I may use OSX on my work machine, but for gaming, I'm not leaving Windows any time soon.
"Apple's debut compared with 6.95 percent of users on the 64-bit version of Microsoft's last operating system, Windows Vista."
Really??? That's news to me. What's Windows 7 then?
Windows 7 is the current operating system, Vista is the last one. The word 'previous' instead of 'last' would have been clearer but that's what it meant.
Though the games run, they run much slower than in Windows 7 on the exact same hardware. The drops in framerate are especially noticable in busy scenes.

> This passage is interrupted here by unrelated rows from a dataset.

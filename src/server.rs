//! HTTP server.
//!
//! # Endpoints
//!
//! | Method | Path | Auth | Description |
//! |--------|------|------|-------------|
//! | `GET`  | `/` | no | Usage information |
//! | `GET`  | `/health` | no | Liveness check |
//! | `POST` | `/process` | no | Analyze a mail and its attachments (multipart) |
//! | `GET`  | `/collections/{c}/subcollections/{s}` | yes | Collection-join query |
//!
//! # Authentication
//!
//! The collections route requires an `X-API-Key` header equal to the key
//! resolved from `[auth]` at startup. With `require_api_key = false` the
//! guard lets everything through.
//!
//! # Error Contract
//!
//! Every error response has the same shape:
//!
//! ```json
//! { "status": "error", "error": "Invalid API key" }
//! ```
//!
//! `401` bad or missing key, `400` malformed multipart body, `413` body over
//! `server.max_upload_bytes`, `500` internal failure. A failed model call is
//! *not* an HTTP error: `/process` answers `200` with `result.status = "error"`.
//!
//! # CORS
//!
//! All origins, methods, and headers are permitted.

use anyhow::{Context, Result};
use axum::{
    extract::{
        multipart::{MultipartError, MultipartRejection},
        DefaultBodyLimit, Multipart, Path, Query, Request, State,
    },
    http::StatusCode,
    middleware::{self, Next},
    response::{IntoResponse, Response},
    routing::{get, post},
    Json, Router,
};
use serde_json::{json, Value};
use std::sync::Arc;
use tower_http::cors::{Any, CorsLayer};
use tower_http::trace::TraceLayer;

use crate::attachment::LoadOptions;
use crate::classify::supported_formats;
use crate::completion::{create_client, CompletionClient};
use crate::config::{format_size, Config};
use crate::process::{collect_attachments, process_mail, resolve_mail_id, ProcessResponse, Upload};
use crate::query::{parse_filters, query_with_subcollection};
use crate::store::{create_store, DocumentStore};

pub const API_KEY_HEADER: &str = "X-API-Key";
pub const SERVICE_NAME: &str = "File Processing Service";

/// Shared application state passed to all route handlers via Axum's `State` extractor.
///
/// External clients are built once and shared; handlers never construct them.
#[derive(Clone)]
pub struct AppState {
    pub config: Arc<Config>,
    pub completion: Arc<dyn CompletionClient>,
    pub store: Arc<dyn DocumentStore>,
    /// Expected `X-API-Key`; `None` disables the check.
    pub api_key: Option<Arc<str>>,
}

impl AppState {
    pub fn new(
        config: Config,
        completion: Arc<dyn CompletionClient>,
        store: Arc<dyn DocumentStore>,
        api_key: Option<String>,
    ) -> Self {
        Self {
            config: Arc::new(config),
            completion,
            store,
            api_key: api_key.map(Arc::from),
        }
    }

    /// Builds the completion client, document store, and API key from config.
    pub fn from_config(config: &Config) -> Result<Self> {
        let completion = create_client(&config.completion)?;
        let store = create_store(&config.store)?;
        let api_key = config.auth.resolve_key()?;
        Ok(Self::new(config.clone(), completion, store, api_key))
    }

    fn load_options(&self) -> LoadOptions {
        LoadOptions {
            extract_documents: self.config.attachments.extract_documents,
        }
    }
}

/// Starts the server with clients built from `config`.
///
/// Runs until the process is terminated.
pub async fn run_server(config: &Config) -> Result<()> {
    run_server_with_state(AppState::from_config(config)?).await
}

/// Starts the server with caller-supplied state (custom or fake clients).
pub async fn run_server_with_state(state: AppState) -> Result<()> {
    let bind_addr = state.config.server.bind.clone();
    if state.api_key.is_none() {
        tracing::warn!("{} check disabled (auth.require_api_key = false)", API_KEY_HEADER);
    }

    let listener = tokio::net::TcpListener::bind(&bind_addr)
        .await
        .with_context(|| format!("binding to {}", bind_addr))?;
    tracing::info!(
        store = state.store.name(),
        model = state.completion.model_name(),
        "listening on http://{}",
        bind_addr
    );
    axum::serve(listener, router(state))
        .await
        .context("server error")?;
    Ok(())
}

/// The full route table with middleware applied.
pub fn router(state: AppState) -> Router {
    let cors = CorsLayer::new()
        .allow_origin(Any)
        .allow_methods(Any)
        .allow_headers(Any);

    let guarded = Router::new()
        .route(
            "/collections/{collection}/subcollections/{subcollection}",
            get(handle_collection_query),
        )
        .route_layer(middleware::from_fn_with_state(
            state.clone(),
            require_api_key,
        ));

    Router::new()
        .route("/", get(handle_index))
        .route("/health", get(handle_health))
        .route("/process", post(handle_process))
        .merge(guarded)
        .layer(DefaultBodyLimit::max(state.config.server.max_upload_bytes))
        .layer(TraceLayer::new_for_http())
        .layer(cors)
        .with_state(state)
}

// ============ Error response ============

/// Error that renders as `{"status": "error", "error": <message>}`.
#[derive(Debug)]
pub struct ApiError {
    status: StatusCode,
    message: String,
}

impl ApiError {
    fn new(status: StatusCode, message: impl Into<String>) -> Self {
        Self {
            status,
            message: message.into(),
        }
    }

    fn unauthorized(message: impl Into<String>) -> Self {
        Self::new(StatusCode::UNAUTHORIZED, message)
    }

    fn internal(message: impl Into<String>) -> Self {
        Self::new(StatusCode::INTERNAL_SERVER_ERROR, message)
    }
}

impl From<MultipartError> for ApiError {
    fn from(e: MultipartError) -> Self {
        Self::new(e.status(), e.body_text())
    }
}

impl IntoResponse for ApiError {
    fn into_response(self) -> Response {
        let body = json!({ "status": "error", "error": self.message });
        (self.status, Json(body)).into_response()
    }
}

// ============ Auth ============

async fn require_api_key(
    State(state): State<AppState>,
    request: Request,
    next: Next,
) -> Result<Response, ApiError> {
    if let Some(expected) = &state.api_key {
        let provided = request
            .headers()
            .get(API_KEY_HEADER)
            .and_then(|v| v.to_str().ok());
        if provided != Some(expected.as_ref()) {
            tracing::warn!(path = %request.uri().path(), "rejected request with bad API key");
            return Err(ApiError::unauthorized("Invalid API key"));
        }
    }
    Ok(next.run(request).await)
}

// ============ GET /health ============

async fn handle_health() -> Json<Value> {
    Json(json!({ "status": "ok", "service": SERVICE_NAME }))
}

// ============ GET / ============

async fn handle_index(State(state): State<AppState>) -> Json<Value> {
    Json(json!({
        "service": "Email & Document Processing Service",
        "version": env!("CARGO_PKG_VERSION"),
        "endpoints": {
            "GET /health": "Health check",
            "POST /process": "Process email with attachments (multipart/form-data with optional \"files\" field and optional \"mail_id\")",
            "GET /collections/{collection}/subcollections/{subcollection}": "Query a collection and include its subcollection documents (collection_<field>=value, subcollection_<field>=value)",
            "GET /": "This help page",
        },
        "supported_formats": supported_formats(),
        "max_file_size": format_size(state.config.server.max_upload_bytes),
        "usage": {
            "curl_example": "curl -X POST -F \"mail_id=001\" -F \"files=@invoice.pdf\" http://localhost:8080/process",
            "form_fields": {
                "mail_id": "Optional - unique identifier for the email (default: mail_001)",
                "files": "Optional - one or more attachment files",
            },
        },
    }))
}

// ============ POST /process ============

/// Reads the multipart form, loads attachments, and runs the analysis.
///
/// Both form fields are optional: a request without a multipart body, or
/// with an empty one, is analyzed as a mail with the default id and no
/// attachments.
async fn handle_process(
    State(state): State<AppState>,
    multipart: Result<Multipart, MultipartRejection>,
) -> Result<Json<ProcessResponse>, ApiError> {
    let (mail_id, uploads) = match multipart {
        Ok(multipart) => read_process_form(multipart).await?,
        Err(rejection) => {
            tracing::debug!(reason = %rejection.body_text(), "no multipart form, using defaults");
            (None, Vec::new())
        }
    };

    let mail_id = resolve_mail_id(mail_id);
    let attachments = collect_attachments(uploads, state.load_options());
    let response = process_mail(state.completion.as_ref(), &mail_id, &attachments).await;
    Ok(Json(response))
}

/// Pulls `mail_id` (first occurrence) and every `files` part out of the form.
///
/// A part that cannot be read fails the request, which is how an upload
/// over the body limit surfaces as `413`.
async fn read_process_form(
    mut multipart: Multipart,
) -> Result<(Option<String>, Vec<Upload>), ApiError> {
    let mut mail_id: Option<String> = None;
    let mut uploads = Vec::new();
    let mut parts_read = 0usize;

    loop {
        let field = match multipart.next_field().await {
            Ok(Some(field)) => field,
            Ok(None) => break,
            // a form with no parts is only a closing boundary
            Err(e) if parts_read == 0 && e.status() == StatusCode::BAD_REQUEST => break,
            Err(e) => return Err(e.into()),
        };
        parts_read += 1;

        let name = field.name().unwrap_or_default().to_string();
        match name.as_str() {
            "mail_id" if mail_id.is_none() => {
                mail_id = Some(field.text().await?);
            }
            "files" => {
                let filename = field.file_name().unwrap_or_default().to_string();
                let bytes = field.bytes().await?;
                uploads.push(Upload {
                    filename,
                    bytes: bytes.to_vec(),
                });
            }
            _ => {}
        }
    }

    Ok((mail_id, uploads))
}

// ============ GET /collections/{c}/subcollections/{s} ============

async fn handle_collection_query(
    State(state): State<AppState>,
    Path((collection, subcollection)): Path<(String, String)>,
    Query(params): Query<Vec<(String, String)>>,
) -> Result<Json<Value>, ApiError> {
    let filters = parse_filters(params);
    let records = query_with_subcollection(
        state.store.as_ref(),
        &collection,
        &subcollection,
        &filters,
    )
    .await
    .map_err(|e| {
        tracing::error!(error = %format!("{:#}", e), "collection query failed");
        ApiError::internal(format!("{:#}", e))
    })?;

    Ok(Json(json!({ "status": "success", "data": records })))
}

It's only been out for a little while though and it mostly still plays smoothly at maximum quality (i.e above the 30FPS threshold). There's a bug somewhere in the drivers causing framerate drops and updated drivers are coming with 10.6.4.
Besides the fact that without DirectX, the vast majority of titles will simply never get ported and those that do, will have to run OpenGL for worse picture quality and performance.
The Source engine uses DirectX too and the quality is on par with the Windows version. The water effects look pretty much identical on the Mac vs Windows:
http://www.flickr.com/photos/adurdin...85104/sizes/l/
The real question is, did those gamers stop using Windows because of Steam?
It's probably due to Mac users no longer playing via Bootcamp. Just before the Steam launch, I was playing HL2 via Steam but switched to playing Episode 1 on the Mac side and I suspect a few people did the same.